**Data section**:
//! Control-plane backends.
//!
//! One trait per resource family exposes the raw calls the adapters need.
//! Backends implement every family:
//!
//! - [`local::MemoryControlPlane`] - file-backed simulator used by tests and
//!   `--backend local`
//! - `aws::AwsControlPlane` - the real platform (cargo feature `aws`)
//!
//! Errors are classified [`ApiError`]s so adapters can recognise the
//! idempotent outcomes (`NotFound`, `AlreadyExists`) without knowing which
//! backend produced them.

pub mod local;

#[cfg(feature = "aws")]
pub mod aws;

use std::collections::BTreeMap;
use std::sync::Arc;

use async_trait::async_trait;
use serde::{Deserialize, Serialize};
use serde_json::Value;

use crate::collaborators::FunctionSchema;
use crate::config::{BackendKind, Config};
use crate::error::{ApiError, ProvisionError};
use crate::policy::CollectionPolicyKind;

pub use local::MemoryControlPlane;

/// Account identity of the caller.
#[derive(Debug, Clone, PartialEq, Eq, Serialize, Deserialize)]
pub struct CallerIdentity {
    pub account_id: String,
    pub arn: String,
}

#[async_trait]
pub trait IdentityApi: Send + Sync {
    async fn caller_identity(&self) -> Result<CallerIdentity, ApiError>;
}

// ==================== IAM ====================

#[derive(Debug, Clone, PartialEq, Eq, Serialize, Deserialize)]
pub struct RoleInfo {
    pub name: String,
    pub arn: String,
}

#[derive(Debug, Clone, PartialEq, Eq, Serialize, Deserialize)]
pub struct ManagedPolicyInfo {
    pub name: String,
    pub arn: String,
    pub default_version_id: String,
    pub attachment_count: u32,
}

==

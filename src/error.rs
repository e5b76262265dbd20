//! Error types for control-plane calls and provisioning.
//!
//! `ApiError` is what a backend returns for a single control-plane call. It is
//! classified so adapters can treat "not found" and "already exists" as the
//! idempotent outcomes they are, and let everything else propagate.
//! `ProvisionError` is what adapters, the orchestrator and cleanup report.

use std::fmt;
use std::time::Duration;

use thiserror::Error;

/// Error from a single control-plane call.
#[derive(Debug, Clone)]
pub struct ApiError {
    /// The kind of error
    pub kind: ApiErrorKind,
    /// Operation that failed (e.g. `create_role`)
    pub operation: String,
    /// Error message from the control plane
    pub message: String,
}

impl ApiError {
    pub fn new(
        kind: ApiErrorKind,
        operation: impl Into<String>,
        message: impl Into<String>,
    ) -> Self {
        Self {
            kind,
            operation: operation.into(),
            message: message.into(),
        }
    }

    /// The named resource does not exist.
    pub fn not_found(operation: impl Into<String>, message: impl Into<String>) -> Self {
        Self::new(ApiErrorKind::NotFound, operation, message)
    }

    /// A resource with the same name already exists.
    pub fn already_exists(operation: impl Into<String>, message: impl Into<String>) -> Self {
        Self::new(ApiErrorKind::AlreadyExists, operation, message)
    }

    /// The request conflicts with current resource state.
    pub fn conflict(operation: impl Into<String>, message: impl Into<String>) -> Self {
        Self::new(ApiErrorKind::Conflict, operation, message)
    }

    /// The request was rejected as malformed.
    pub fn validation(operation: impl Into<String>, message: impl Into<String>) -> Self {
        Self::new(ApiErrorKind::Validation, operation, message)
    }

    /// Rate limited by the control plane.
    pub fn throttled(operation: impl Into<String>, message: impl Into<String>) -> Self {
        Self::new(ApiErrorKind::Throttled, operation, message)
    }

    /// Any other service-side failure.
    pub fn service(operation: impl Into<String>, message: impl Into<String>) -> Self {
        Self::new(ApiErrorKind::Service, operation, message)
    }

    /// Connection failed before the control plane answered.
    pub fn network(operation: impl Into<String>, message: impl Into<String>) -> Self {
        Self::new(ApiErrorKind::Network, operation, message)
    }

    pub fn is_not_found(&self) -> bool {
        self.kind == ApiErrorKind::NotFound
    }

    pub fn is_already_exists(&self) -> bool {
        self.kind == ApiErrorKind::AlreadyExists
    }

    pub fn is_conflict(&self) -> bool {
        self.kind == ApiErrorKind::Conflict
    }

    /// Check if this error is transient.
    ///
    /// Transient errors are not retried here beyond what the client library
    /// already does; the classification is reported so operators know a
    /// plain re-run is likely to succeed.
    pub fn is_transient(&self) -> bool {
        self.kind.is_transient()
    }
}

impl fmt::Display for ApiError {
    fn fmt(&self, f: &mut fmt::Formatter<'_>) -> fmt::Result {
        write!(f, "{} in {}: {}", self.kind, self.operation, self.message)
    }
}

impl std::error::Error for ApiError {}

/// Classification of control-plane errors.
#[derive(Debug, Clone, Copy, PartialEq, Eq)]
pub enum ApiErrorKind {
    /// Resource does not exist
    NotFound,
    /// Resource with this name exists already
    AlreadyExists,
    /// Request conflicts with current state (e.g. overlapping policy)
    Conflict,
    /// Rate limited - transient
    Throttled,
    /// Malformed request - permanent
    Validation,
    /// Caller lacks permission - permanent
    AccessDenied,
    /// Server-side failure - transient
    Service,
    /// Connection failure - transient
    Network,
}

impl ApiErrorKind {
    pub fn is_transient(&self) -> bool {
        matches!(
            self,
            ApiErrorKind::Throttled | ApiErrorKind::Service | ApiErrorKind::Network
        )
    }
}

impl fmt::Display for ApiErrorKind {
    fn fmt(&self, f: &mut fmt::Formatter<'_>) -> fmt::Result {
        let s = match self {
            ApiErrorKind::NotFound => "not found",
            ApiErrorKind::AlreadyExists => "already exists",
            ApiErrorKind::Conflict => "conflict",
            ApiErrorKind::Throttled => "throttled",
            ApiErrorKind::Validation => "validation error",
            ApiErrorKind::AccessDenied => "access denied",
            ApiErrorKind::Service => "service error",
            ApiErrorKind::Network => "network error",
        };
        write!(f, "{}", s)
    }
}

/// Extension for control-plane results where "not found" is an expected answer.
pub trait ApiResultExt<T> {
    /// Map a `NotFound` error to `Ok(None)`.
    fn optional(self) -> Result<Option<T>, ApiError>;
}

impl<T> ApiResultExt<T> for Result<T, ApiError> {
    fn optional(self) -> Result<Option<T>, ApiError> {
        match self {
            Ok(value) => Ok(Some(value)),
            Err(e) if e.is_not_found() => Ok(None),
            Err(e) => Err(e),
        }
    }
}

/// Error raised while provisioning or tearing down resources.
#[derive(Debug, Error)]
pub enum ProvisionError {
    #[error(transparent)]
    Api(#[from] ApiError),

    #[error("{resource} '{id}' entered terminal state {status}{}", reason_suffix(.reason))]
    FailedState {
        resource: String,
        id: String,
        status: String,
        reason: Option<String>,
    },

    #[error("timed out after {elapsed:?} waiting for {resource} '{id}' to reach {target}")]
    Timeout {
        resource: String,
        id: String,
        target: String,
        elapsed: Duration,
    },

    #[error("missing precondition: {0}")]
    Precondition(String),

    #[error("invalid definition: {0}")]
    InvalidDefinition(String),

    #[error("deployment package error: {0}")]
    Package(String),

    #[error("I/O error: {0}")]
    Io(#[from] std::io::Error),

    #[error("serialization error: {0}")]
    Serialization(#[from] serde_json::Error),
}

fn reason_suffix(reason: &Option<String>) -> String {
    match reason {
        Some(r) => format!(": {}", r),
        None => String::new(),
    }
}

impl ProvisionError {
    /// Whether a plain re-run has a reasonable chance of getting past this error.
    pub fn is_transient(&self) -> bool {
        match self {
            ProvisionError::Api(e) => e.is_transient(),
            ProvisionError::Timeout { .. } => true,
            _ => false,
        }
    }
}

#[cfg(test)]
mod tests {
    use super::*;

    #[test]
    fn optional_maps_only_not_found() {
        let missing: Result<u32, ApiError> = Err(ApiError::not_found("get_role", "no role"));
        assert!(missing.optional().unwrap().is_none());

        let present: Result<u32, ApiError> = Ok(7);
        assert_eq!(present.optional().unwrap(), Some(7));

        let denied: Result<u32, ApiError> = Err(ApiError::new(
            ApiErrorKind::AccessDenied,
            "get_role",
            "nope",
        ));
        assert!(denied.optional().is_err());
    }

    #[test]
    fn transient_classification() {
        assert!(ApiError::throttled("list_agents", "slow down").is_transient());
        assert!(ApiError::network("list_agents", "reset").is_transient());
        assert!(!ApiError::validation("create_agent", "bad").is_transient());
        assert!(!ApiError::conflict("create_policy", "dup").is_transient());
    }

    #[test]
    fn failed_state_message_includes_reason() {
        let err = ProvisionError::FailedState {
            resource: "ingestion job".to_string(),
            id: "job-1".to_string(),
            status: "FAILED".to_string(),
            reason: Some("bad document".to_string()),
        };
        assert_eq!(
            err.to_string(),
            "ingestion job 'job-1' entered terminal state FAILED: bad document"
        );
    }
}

**Required action**:
In the listing above, start at the line with "the real platform", go on through the line with "pub trait IdentityApi: Send", and copy each of those lines exactly; leave out all the rest.

**Output for this exercise**:
//! - `aws::AwsControlPlane` - the real platform (cargo feature `aws`)
//!
//! Errors are classified [`ApiError`]s so adapters can recognise the
//! idempotent outcomes (`NotFound`, `AlreadyExists`) without knowing which
//! backend produced them.

pub mod local;

#[cfg(feature = "aws")]
pub mod aws;

use std::collections::BTreeMap;
use std::sync::Arc;

use async_trait::async_trait;
use serde::{Deserialize, Serialize};
use serde_json::Value;

use crate::collaborators::FunctionSchema;
use crate::config::{BackendKind, Config};
use crate::error::{ApiError, ProvisionError};
use crate::policy::CollectionPolicyKind;

pub use local::MemoryControlPlane;

/// Account identity of the caller.
#[derive(Debug, Clone, PartialEq, Eq, Serialize, Deserialize)]
pub struct CallerIdentity {
    pub account_id: String,
    pub arn: String,
}

#[async_trait]
pub trait IdentityApi: Send + Sync {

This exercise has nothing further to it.